Jack Orman is an American television writer, producer and director. He worked extensively on ER, eventually becoming an executive producer.

==Early life==
Orman grew up in Paradise Valley, Arizona, and earned his bachelor's degree in communications (film) from Loyola Marymount University. He produced an international documentary in Asia before earning a master of fine arts degree from USC's Peter Stark Producing Program.

==Career==
Orman made his script writing debut as a freelance writer for an episode of JAG. The script was so well-received that Orman was hired as a staff writer and within half a season Paramount Television made him a co-producer on the show. Orman contributed a further 8 episodes over the next year and a half.

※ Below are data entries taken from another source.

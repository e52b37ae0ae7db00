use crate::error::AppError;
use crate::model::Task;
use crate::store::TaskStore;
use std::path::Path;

/// What `complete` does with a task that is already done.
#[derive(Debug, Default, Clone, Copy, PartialEq, Eq)]
pub enum CompletionPolicy {
    /// Mark it done again, refreshing `completed_at`.
    #[default]
    Refresh,
    /// Fail with `AlreadyCompleted`.
    RejectCompleted,
}

#[derive(Debug, Clone)]
pub struct ListResult {
    pub tasks: Vec<Task>,
    pub pending: usize,
}

pub fn add_task(path: &Path, description: &str, priority: &str) -> Result<(usize, Task), AppError> {
    let mut store = TaskStore::load(path)?;
    let id = store.add(description, priority)?;
    let task = store.get(id).cloned().ok_or(AppError::InvalidIndex(id))?;
    store.save(path)?;

    Ok((id, task))
}

pub fn complete_task(
    path: &Path,
    id: usize,
    policy: CompletionPolicy,
) -> Result<(usize, Task), AppError> {
    let mut store = TaskStore::load(path)?;
    let task = match policy {
        CompletionPolicy::Refresh => store.complete(id)?,
        CompletionPolicy::RejectCompleted => store.complete_pending(id)?,
    }
    .clone();
    store.save(path)?;

    Ok((id, task))
}

pub fn edit_task(
    path: &Path,
    id: usize,
    description: &str,
    priority: &str,
) -> Result<(usize, Task), AppError> {
    let mut store = TaskStore::load(path)?;
    let task = store.edit(id, description, priority)?.clone();
    store.save(path)?;

    Ok((id, task))
}

pub fn delete_task(path: &Path, id: usize) -> Result<(usize, Task), AppError> {
    let mut store = TaskStore::load(path)?;
    let removed = store.delete(id)?;
    store.save(path)?;

    Ok((id, removed))
}

pub fn list_tasks(path: &Path) -> Result<ListResult, AppError> {
    let store = TaskStore::load(path)?;
    Ok(ListResult {
        pending: store.count_pending(),
        tasks: store.tasks().to_vec(),
    })
}
pub mod json_store;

Following his success on JAG, Orman was recruited to join the production team of ER in 1997. He became a writer and co-producer on the fourth season of ER. He was promoted to supervising producer for the fifth season and continued to write episodes. He became a co-executive producer for the sixth season. Orman then became an executive producer and the series show runner for the seventh season. He also made his television directing debut on the eighth season. Orman wrote 28 episodes and directed 3 episodes during his time on ER.

Orman and the rest of the producers of ER were nominated for an Emmy award for Outstanding Drama Series for their work on the fourth season at the 1998 awards. Orman was nominated for this award along with the other producers for the next three years running for the fifth, sixth and seventh seasons of ER. The show also received several people's choice awards throughout Orman's time as a producer. His season 6 episode "All in the Family" was the series highest rated episode to date and was second only to the Seinfeld finale for the most watched episode of television and was included in Hollywood Reporter's list of the Top 10 Highest Rated Shows of the Decade.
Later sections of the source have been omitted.